HOW TO COMPLETE THIS TASK
Give back exactly the lines of the material below that start at the line containing "a string slice." and end at the line containing "impl From<String> for", and no others.

RECORDS PROVIDED
══════
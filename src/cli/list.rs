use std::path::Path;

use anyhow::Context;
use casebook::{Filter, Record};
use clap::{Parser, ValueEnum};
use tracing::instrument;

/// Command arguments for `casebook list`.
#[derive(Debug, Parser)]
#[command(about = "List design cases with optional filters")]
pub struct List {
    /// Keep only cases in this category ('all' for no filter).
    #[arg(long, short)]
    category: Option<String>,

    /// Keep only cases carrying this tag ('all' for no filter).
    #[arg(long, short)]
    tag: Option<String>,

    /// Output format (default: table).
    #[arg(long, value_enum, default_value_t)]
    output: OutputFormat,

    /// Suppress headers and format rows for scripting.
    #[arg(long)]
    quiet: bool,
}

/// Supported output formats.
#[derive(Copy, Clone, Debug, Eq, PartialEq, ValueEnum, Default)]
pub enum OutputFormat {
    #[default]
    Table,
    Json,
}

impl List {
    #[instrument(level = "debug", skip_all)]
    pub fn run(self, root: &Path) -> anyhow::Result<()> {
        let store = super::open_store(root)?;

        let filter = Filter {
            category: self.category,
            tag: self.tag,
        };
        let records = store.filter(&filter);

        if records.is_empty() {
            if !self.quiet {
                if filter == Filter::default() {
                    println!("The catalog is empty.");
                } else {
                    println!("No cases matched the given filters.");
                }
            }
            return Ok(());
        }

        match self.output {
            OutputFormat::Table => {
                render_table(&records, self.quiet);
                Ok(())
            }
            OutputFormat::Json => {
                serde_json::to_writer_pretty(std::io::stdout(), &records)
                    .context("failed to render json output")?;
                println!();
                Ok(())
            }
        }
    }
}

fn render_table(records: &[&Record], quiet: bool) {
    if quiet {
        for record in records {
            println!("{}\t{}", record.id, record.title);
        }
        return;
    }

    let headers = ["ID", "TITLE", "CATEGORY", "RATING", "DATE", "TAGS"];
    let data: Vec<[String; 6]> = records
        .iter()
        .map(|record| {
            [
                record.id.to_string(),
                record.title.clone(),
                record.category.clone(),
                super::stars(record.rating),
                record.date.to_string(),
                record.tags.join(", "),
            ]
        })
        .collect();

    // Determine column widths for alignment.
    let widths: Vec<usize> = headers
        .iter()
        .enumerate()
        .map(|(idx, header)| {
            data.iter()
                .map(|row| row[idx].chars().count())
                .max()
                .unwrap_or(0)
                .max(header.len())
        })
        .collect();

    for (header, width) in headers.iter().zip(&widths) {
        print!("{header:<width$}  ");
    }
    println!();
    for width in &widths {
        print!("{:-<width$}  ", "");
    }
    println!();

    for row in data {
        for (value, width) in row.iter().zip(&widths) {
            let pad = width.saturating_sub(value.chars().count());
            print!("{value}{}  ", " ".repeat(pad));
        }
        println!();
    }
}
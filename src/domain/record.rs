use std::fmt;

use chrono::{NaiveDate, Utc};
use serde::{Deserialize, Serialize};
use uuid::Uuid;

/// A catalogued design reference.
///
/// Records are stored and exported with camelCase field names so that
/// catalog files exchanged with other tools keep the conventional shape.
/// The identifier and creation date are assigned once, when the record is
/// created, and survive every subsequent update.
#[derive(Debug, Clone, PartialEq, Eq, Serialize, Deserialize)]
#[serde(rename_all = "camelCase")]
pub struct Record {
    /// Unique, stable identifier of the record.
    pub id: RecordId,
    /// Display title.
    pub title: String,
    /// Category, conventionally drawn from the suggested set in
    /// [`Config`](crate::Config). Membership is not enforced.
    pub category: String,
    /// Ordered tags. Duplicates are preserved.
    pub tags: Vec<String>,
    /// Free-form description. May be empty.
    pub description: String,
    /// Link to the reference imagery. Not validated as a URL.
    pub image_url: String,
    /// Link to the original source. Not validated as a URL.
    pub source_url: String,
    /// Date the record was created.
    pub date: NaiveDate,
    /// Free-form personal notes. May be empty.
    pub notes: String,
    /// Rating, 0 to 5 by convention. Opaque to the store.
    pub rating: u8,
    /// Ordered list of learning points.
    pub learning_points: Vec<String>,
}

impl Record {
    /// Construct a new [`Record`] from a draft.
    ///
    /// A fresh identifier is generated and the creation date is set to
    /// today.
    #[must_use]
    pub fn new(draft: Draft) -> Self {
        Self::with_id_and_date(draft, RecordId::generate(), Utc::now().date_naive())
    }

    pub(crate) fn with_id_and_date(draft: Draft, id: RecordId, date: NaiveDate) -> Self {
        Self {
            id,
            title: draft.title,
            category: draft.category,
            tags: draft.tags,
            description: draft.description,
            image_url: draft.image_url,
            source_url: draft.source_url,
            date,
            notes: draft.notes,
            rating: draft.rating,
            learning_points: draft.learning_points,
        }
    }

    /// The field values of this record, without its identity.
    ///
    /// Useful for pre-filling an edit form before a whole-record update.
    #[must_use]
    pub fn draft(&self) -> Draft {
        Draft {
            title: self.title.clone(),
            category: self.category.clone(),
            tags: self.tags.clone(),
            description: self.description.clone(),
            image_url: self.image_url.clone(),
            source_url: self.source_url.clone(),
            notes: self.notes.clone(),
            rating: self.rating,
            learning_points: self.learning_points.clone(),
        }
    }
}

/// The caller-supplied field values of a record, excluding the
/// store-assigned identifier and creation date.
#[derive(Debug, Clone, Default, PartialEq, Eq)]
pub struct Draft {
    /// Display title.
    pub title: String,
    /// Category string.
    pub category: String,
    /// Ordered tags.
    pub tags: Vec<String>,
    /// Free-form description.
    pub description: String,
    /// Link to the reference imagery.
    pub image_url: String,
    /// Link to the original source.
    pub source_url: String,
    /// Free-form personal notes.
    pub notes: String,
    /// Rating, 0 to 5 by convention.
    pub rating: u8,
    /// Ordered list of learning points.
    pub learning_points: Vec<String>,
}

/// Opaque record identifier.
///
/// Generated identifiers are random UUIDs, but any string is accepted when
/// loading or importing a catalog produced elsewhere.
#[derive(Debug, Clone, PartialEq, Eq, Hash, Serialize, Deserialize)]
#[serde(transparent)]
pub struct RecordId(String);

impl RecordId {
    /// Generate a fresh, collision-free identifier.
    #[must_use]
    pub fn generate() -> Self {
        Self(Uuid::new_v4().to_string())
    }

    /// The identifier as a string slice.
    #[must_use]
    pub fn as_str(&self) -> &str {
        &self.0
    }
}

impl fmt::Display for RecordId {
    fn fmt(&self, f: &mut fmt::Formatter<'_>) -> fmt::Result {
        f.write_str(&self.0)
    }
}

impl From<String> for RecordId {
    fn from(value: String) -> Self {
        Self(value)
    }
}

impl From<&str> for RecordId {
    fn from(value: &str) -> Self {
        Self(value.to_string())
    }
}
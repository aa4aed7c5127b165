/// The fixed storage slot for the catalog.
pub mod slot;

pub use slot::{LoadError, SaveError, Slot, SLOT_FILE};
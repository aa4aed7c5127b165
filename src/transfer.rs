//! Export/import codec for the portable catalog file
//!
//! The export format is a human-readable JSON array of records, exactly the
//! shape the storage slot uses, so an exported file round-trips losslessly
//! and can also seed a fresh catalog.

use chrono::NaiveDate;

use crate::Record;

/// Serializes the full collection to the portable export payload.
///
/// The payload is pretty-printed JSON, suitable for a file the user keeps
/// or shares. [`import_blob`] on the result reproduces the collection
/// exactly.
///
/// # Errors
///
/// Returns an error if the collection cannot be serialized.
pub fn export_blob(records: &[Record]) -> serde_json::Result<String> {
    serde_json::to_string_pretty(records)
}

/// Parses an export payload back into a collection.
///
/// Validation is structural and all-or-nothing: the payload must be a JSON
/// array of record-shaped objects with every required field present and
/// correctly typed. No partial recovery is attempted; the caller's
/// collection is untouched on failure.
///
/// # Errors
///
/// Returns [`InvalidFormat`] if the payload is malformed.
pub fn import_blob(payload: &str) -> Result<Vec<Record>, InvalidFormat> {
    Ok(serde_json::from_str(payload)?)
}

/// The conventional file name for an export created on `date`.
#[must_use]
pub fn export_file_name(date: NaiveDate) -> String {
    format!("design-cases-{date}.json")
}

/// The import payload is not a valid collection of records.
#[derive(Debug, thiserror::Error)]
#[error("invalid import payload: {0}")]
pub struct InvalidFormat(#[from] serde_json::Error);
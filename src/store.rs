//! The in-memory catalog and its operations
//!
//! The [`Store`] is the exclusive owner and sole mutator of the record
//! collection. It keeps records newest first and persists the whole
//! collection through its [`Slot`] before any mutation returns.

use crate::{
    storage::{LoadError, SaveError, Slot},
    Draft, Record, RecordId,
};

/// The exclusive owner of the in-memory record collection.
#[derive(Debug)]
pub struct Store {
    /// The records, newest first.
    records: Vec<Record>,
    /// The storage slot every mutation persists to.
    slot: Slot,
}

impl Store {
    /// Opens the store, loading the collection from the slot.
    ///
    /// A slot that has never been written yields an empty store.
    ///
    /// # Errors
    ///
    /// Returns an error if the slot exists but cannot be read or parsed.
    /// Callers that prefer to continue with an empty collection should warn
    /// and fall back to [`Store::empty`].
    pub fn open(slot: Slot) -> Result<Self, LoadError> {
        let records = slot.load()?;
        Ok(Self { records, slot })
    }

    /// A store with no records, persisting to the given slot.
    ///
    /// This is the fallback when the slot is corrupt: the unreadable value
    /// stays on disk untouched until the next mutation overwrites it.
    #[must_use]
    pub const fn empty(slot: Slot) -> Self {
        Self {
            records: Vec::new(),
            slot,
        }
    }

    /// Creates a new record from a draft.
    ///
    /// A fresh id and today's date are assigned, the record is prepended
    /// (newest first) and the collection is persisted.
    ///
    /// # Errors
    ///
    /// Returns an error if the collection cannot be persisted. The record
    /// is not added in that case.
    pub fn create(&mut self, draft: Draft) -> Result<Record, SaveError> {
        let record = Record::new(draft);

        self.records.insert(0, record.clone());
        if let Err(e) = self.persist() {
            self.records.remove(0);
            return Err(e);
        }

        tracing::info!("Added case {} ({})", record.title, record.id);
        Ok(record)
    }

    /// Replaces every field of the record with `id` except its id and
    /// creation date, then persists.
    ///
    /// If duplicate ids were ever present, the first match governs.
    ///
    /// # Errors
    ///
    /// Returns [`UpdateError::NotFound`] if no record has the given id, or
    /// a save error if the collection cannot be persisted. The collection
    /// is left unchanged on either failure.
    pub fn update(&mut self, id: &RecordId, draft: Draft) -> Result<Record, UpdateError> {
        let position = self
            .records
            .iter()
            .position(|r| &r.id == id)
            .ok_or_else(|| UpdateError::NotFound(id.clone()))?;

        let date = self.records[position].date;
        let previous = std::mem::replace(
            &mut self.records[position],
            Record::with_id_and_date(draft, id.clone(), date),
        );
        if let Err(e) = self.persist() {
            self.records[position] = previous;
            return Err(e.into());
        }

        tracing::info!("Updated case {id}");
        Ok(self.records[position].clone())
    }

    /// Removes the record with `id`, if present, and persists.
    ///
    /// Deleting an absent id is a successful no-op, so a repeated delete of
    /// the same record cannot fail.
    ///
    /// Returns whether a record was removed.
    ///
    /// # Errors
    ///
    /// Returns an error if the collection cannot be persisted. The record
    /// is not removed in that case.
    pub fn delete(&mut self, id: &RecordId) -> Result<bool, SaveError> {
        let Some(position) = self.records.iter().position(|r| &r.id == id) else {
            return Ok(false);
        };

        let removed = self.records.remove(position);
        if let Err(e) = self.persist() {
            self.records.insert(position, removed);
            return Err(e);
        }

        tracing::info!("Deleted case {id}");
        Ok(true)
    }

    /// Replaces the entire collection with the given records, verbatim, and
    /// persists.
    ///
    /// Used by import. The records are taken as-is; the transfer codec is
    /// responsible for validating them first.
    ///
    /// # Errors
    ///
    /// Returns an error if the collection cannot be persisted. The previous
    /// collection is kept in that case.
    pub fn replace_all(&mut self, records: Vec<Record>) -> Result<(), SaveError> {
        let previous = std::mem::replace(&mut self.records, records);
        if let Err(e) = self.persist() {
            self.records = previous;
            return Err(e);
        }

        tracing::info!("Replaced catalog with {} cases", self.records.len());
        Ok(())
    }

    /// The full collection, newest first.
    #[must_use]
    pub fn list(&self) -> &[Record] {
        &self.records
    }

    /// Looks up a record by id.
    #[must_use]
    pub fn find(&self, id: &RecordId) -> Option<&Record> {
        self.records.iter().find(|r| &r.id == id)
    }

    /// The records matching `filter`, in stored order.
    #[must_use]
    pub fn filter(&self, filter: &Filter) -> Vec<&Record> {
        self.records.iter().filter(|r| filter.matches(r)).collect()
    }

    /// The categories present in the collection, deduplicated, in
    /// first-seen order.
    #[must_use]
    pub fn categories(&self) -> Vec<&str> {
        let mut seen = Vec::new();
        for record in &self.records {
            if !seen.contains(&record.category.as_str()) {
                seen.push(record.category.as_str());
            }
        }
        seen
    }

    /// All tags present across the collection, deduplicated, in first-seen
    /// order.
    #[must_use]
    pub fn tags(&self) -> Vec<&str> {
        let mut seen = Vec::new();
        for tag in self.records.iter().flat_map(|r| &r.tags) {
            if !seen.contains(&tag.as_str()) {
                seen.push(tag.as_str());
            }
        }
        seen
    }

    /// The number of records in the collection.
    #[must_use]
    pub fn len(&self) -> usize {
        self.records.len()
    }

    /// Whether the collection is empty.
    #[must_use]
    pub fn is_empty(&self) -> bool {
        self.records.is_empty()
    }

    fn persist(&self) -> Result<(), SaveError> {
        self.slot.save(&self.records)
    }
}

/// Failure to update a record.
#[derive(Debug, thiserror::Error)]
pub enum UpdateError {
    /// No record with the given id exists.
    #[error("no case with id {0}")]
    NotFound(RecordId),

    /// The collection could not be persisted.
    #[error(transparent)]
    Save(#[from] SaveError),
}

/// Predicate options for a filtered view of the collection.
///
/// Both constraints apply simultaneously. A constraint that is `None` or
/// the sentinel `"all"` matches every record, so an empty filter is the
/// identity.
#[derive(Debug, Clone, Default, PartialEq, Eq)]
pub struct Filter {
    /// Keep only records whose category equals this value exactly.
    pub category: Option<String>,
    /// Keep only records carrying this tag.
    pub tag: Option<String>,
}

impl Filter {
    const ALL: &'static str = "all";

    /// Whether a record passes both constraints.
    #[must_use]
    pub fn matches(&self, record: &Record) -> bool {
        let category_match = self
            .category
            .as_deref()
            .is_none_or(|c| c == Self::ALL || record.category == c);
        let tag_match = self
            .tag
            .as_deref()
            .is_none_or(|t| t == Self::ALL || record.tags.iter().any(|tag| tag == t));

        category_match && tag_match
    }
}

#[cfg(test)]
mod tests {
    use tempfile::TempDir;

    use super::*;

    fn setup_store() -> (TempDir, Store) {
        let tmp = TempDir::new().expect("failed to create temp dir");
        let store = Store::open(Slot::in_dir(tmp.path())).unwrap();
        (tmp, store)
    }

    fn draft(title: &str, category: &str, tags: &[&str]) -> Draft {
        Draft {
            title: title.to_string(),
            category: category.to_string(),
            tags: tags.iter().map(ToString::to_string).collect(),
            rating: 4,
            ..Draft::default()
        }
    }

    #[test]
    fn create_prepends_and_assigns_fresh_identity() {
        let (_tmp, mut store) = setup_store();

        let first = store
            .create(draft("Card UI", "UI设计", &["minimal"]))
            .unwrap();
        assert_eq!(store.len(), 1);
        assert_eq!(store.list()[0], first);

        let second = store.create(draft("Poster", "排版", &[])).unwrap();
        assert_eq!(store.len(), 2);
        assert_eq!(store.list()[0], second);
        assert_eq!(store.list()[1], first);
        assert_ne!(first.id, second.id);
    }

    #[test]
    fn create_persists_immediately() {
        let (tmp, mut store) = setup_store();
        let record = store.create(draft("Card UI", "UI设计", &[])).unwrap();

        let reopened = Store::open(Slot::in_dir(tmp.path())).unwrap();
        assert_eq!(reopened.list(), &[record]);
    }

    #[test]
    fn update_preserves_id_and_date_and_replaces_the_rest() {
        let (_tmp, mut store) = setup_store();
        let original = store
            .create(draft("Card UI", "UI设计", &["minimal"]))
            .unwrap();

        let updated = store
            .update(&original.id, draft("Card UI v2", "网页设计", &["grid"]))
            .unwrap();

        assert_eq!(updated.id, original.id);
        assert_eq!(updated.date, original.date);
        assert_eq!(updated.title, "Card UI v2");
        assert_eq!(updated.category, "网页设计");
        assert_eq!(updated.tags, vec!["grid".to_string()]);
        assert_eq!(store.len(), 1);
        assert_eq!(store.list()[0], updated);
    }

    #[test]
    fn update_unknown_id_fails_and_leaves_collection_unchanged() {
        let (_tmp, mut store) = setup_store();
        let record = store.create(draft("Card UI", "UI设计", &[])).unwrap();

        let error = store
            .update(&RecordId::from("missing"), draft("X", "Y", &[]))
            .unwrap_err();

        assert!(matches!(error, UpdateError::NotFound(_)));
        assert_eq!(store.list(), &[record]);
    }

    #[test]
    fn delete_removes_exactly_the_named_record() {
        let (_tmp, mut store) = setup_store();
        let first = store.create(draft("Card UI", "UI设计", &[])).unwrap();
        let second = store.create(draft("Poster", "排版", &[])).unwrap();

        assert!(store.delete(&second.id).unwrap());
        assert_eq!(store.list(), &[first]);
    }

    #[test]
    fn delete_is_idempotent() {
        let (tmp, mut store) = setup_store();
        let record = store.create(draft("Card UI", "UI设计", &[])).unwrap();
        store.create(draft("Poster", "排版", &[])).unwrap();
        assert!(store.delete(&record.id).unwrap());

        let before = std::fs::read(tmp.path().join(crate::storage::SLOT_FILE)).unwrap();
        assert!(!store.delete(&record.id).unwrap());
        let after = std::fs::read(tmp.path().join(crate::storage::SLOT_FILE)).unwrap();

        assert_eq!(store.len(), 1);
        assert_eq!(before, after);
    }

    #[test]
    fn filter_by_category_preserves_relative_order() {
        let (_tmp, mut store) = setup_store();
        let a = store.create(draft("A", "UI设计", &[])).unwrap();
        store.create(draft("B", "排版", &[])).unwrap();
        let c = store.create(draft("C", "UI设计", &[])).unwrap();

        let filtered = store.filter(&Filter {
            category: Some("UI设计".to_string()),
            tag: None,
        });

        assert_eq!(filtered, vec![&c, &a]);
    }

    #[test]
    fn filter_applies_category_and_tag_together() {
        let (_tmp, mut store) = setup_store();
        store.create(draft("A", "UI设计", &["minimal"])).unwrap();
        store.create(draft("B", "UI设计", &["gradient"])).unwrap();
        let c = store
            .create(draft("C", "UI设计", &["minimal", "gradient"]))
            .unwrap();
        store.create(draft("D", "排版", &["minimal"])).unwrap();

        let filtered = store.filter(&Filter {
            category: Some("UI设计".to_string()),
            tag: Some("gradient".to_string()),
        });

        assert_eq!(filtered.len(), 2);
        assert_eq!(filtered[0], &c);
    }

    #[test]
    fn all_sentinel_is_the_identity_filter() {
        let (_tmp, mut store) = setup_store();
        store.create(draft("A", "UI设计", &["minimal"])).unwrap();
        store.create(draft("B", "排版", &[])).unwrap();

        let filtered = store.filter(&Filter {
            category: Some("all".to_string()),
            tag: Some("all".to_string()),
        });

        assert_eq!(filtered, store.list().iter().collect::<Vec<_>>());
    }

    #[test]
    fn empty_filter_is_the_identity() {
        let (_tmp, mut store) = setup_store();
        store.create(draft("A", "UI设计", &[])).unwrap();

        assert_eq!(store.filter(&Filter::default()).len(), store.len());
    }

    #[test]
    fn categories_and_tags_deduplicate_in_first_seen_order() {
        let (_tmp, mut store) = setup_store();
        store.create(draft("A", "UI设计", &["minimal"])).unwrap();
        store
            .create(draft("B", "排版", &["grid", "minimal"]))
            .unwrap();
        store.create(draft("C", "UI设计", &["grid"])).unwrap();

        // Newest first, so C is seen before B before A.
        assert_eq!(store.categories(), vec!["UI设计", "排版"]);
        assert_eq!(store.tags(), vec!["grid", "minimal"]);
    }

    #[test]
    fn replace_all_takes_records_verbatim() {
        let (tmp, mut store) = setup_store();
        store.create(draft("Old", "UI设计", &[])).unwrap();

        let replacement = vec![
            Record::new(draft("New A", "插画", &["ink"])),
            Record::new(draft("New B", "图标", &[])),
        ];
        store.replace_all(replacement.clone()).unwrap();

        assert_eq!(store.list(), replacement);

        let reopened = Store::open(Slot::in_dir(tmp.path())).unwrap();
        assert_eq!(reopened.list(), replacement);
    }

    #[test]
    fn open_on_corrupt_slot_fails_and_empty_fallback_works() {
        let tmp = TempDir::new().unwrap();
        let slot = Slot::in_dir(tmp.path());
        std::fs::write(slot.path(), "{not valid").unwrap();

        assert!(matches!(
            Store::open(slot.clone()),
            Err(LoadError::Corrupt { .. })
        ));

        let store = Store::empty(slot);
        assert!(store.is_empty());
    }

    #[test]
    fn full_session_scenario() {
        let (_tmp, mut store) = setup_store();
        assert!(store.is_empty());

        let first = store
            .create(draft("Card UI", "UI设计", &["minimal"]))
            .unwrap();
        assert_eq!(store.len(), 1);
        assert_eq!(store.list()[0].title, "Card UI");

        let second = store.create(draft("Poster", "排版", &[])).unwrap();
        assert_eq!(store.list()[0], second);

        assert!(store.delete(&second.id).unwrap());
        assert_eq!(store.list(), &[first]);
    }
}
══════
EXERCISE ANSWER
    /// The identifier as a string slice.
    #[must_use]
    pub fn as_str(&self) -> &str {
        &self.0
    }
}

impl fmt::Display for RecordId {
    fn fmt(&self, f: &mut fmt::Formatter<'_>) -> fmt::Result {
        f.write_str(&self.0)
    }
}

impl From<String> for RecordId {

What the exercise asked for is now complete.